● EXERCISE PROMPT
Your response should consist of every record, exactly as given.

● LISTED ENTRIES
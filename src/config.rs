//! # Configuration Module
//!
//! Handles loading and validating configuration from TOML files.
//!
//! Every field carries a default, so the program runs without a config file
//! at all. The file is read-only: nothing is ever written back.

use serde::de::Error;
use serde::Deserialize;
use std::fs;
use std::path::Path;

use crate::error::Result;

/// Main configuration structure
#[derive(Debug, Deserialize, Clone, Default)]
pub struct Config {
    #[serde(default)]
    pub serial: SerialConfig,

    #[serde(default)]
    pub cadence: CadenceConfig,

    #[serde(default)]
    pub telemetry: TelemetryConfig,
}

/// Serial port configuration
#[derive(Debug, Deserialize, Clone)]
pub struct SerialConfig {
    #[serde(default = "default_baud_rate")]
    pub baud_rate: u32,

    #[serde(default = "default_read_timeout_ms")]
    pub read_timeout_ms: u64,
}

/// Loop cadence configuration
#[derive(Debug, Deserialize, Clone)]
pub struct CadenceConfig {
    /// Target loop rate in Hz. The loop sleeps for the full period after
    /// each iteration's work, so the actual rate is best-effort.
    #[serde(default = "default_rate_hz")]
    pub rate_hz: u32,
}

/// Telemetry JSONL logging configuration
#[derive(Debug, Deserialize, Clone)]
pub struct TelemetryConfig {
    #[serde(default)]
    pub log_enabled: bool,

    #[serde(default = "default_log_dir")]
    pub log_dir: String,

    #[serde(default = "default_max_records_per_file")]
    pub max_records_per_file: usize,

    #[serde(default = "default_max_files_to_keep")]
    pub max_files_to_keep: usize,
}

// Default value functions
fn default_baud_rate() -> u32 { 115_200 }
fn default_read_timeout_ms() -> u64 { 1000 }

fn default_rate_hz() -> u32 { 50 }

fn default_log_dir() -> String { "./logs".to_string() }
fn default_max_records_per_file() -> usize { 10000 }
fn default_max_files_to_keep() -> usize { 10 }

impl Default for SerialConfig {
    fn default() -> Self {
        Self {
            baud_rate: default_baud_rate(),
            read_timeout_ms: default_read_timeout_ms(),
        }
    }
}

impl Default for CadenceConfig {
    fn default() -> Self {
        Self { rate_hz: default_rate_hz() }
    }
}

impl Default for TelemetryConfig {
    fn default() -> Self {
        Self {
            log_enabled: false,
            log_dir: default_log_dir(),
            max_records_per_file: default_max_records_per_file(),
            max_files_to_keep: default_max_files_to_keep(),
        }
    }
}

impl Config {
    /// Load configuration from a TOML file
    ///
    /// # Arguments
    ///
    /// * `path` - Path to the configuration file
    ///
    /// # Returns
    ///
    /// * `Result<Config>` - Loaded and validated configuration
    ///
    /// # Errors
    ///
    /// Returns error if:
    /// - File cannot be read
    /// - TOML parsing fails
    /// - Validation fails
    pub fn load<P: AsRef<Path>>(path: P) -> Result<Self> {
        let contents = fs::read_to_string(path)?;
        let config: Config = toml::from_str(&contents)?;
        config.validate()?;
        Ok(config)
    }

    /// Load configuration from an optional path, falling back to defaults
    ///
    /// When `path` is `None` the built-in defaults are used; when it is
    /// `Some`, the file must exist and validate.
    pub fn load_or_default(path: Option<&Path>) -> Result<Self> {
        match path {
            Some(p) => Self::load(p),
            None => Ok(Self::default()),
        }
    }

    /// Validate configuration values
    ///
    /// # Errors
    ///
    /// Returns error if any configuration value is out of valid range
    pub fn validate(&self) -> Result<()> {
        if self.serial.baud_rate == 0 {
            return Err(crate::error::JoyLinkError::Config(
                toml::de::Error::custom("baud_rate must be greater than 0"),
            ));
        }

        if self.serial.read_timeout_ms == 0 || self.serial.read_timeout_ms > 10000 {
            return Err(crate::error::JoyLinkError::Config(
                toml::de::Error::custom("read_timeout_ms must be between 1 and 10000"),
            ));
        }

        if self.cadence.rate_hz == 0 || self.cadence.rate_hz > 1000 {
            return Err(crate::error::JoyLinkError::Config(
                toml::de::Error::custom("rate_hz must be between 1 and 1000"),
            ));
        }

        if self.telemetry.log_enabled && self.telemetry.log_dir.is_empty() {
            return Err(crate::error::JoyLinkError::Config(
                toml::de::Error::custom("log_dir cannot be empty when log_enabled is set"),
            ));
        }

        if self.telemetry.max_records_per_file == 0 {
            return Err(crate::error::JoyLinkError::Config(
                toml::de::Error::custom("max_records_per_file must be greater than 0"),
            ));
        }

        if self.telemetry.max_files_to_keep == 0 {
            return Err(crate::error::JoyLinkError::Config(
                toml::de::Error::custom("max_files_to_keep must be greater than 0"),
            ));
        }

        Ok(())
    }

    /// Loop period derived from the configured rate
    pub fn loop_period(&self) -> std::time::Duration {
        std::time::Duration::from_millis(1000 / self.cadence.rate_hz as u64)
    }

    /// Serial read timeout as a `Duration`
    pub fn read_timeout(&self) -> std::time::Duration {
        std::time::Duration::from_millis(self.serial.read_timeout_ms)
    }
}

● RESPONSE TO THIS TASK
filename src/config.rs
//! # Configuration Module
//!
//! Handles loading and validating configuration from TOML files.
//!
//! Every field carries a default, so the program runs without a config file
//! at all. The file is read-only: nothing is ever written back.

use serde::de::Error;
use serde::Deserialize;
use std::fs;
use std::path::Path;

use crate::error::Result;

/// Main configuration structure
#[derive(Debug, Deserialize, Clone, Default)]
pub struct Config {
    #[serde(default)]
    pub serial: SerialConfig,

    #[serde(default)]
    pub cadence: CadenceConfig,

    #[serde(default)]
    pub telemetry: TelemetryConfig,
}

/// Serial port configuration
#[derive(Debug, Deserialize, Clone)]
pub struct SerialConfig {
    #[serde(default = "default_baud_rate")]
    pub baud_rate: u32,

    #[serde(default = "default_read_timeout_ms")]
    pub read_timeout_ms: u64,
}

/// Loop cadence configuration
#[derive(Debug, Deserialize, Clone)]
pub struct CadenceConfig {
    /// Target loop rate in Hz. The loop sleeps for the full period after
    /// each iteration's work, so the actual rate is best-effort.
    #[serde(default = "default_rate_hz")]
    pub rate_hz: u32,
}

/// Telemetry JSONL logging configuration
#[derive(Debug, Deserialize, Clone)]
pub struct TelemetryConfig {
    #[serde(default)]
    pub log_enabled: bool,

    #[serde(default = "default_log_dir")]
    pub log_dir: String,

    #[serde(default = "default_max_records_per_file")]
    pub max_records_per_file: usize,

    #[serde(default = "default_max_files_to_keep")]
    pub max_files_to_keep: usize,
}

// Default value functions
fn default_baud_rate() -> u32 { 115_200 }
fn default_read_timeout_ms() -> u64 { 1000 }

fn default_rate_hz() -> u32 { 50 }

fn default_log_dir() -> String { "./logs".to_string() }
fn default_max_records_per_file() -> usize { 10000 }
fn default_max_files_to_keep() -> usize { 10 }

impl Default for SerialConfig {
    fn default() -> Self {
        Self {
            baud_rate: default_baud_rate(),
            read_timeout_ms: default_read_timeout_ms(),
        }
    }
}

impl Default for CadenceConfig {
    fn default() -> Self {
        Self { rate_hz: default_rate_hz() }
    }
}

impl Default for TelemetryConfig {
    fn default() -> Self {
        Self {
            log_enabled: false,
            log_dir: default_log_dir(),
            max_records_per_file: default_max_records_per_file(),
            max_files_to_keep: default_max_files_to_keep(),
        }
    }
}

impl Config {
    /// Load configuration from a TOML file
    ///
    /// # Arguments
    ///
    /// * `path` - Path to the configuration file
    ///
    /// # Returns
    ///
    /// * `Result<Config>` - Loaded and validated configuration
    ///
    /// # Errors
    ///
    /// Returns error if:
    /// - File cannot be read
    /// - TOML parsing fails
    /// - Validation fails
    pub fn load<P: AsRef<Path>>(path: P) -> Result<Self> {
        let contents = fs::read_to_string(path)?;
        let config: Config = toml::from_str(&contents)?;
        config.validate()?;
        Ok(config)
    }

    /// Load configuration from an optional path, falling back to defaults
    ///
    /// When `path` is `None` the built-in defaults are used; when it is
    /// `Some`, the file must exist and validate.
    pub fn load_or_default(path: Option<&Path>) -> Result<Self> {
        match path {
            Some(p) => Self::load(p),
            None => Ok(Self::default()),
        }
    }

    /// Validate configuration values
    ///
    /// # Errors
    ///
    /// Returns error if any configuration value is out of valid range
    pub fn validate(&self) -> Result<()> {
        if self.serial.baud_rate == 0 {
            return Err(crate::error::JoyLinkError::Config(
                toml::de::Error::custom("baud_rate must be greater than 0"),
            ));
        }

        if self.serial.read_timeout_ms == 0 || self.serial.read_timeout_ms > 10000 {
            return Err(crate::error::JoyLinkError::Config(
                toml::de::Error::custom("read_timeout_ms must be between 1 and 10000"),
            ));
        }

        if self.cadence.rate_hz == 0 || self.cadence.rate_hz > 1000 {
            return Err(crate::error::JoyLinkError::Config(
                toml::de::Error::custom("rate_hz must be between 1 and 1000"),
            ));
        }

        if self.telemetry.log_enabled && self.telemetry.log_dir.is_empty() {
            return Err(crate::error::JoyLinkError::Config(
                toml::de::Error::custom("log_dir cannot be empty when log_enabled is set"),
            ));
        }

        if self.telemetry.max_records_per_file == 0 {
            return Err(crate::error::JoyLinkError::Config(
                toml::de::Error::custom("max_records_per_file must be greater than 0"),
            ));
        }

        if self.telemetry.max_files_to_keep == 0 {
            return Err(crate::error::JoyLinkError::Config(
                toml::de::Error::custom("max_files_to_keep must be greater than 0"),
            ));
        }

        Ok(())
    }

    /// Loop period derived from the configured rate
    pub fn loop_period(&self) -> std::time::Duration {
        std::time::Duration::from_millis(1000 / self.cadence.rate_hz as u64)
    }

    /// Serial read timeout as a `Duration`
    pub fn read_timeout(&self) -> std::time::Duration {
        std::time::Duration::from_millis(self.serial.read_timeout_ms)
    }
}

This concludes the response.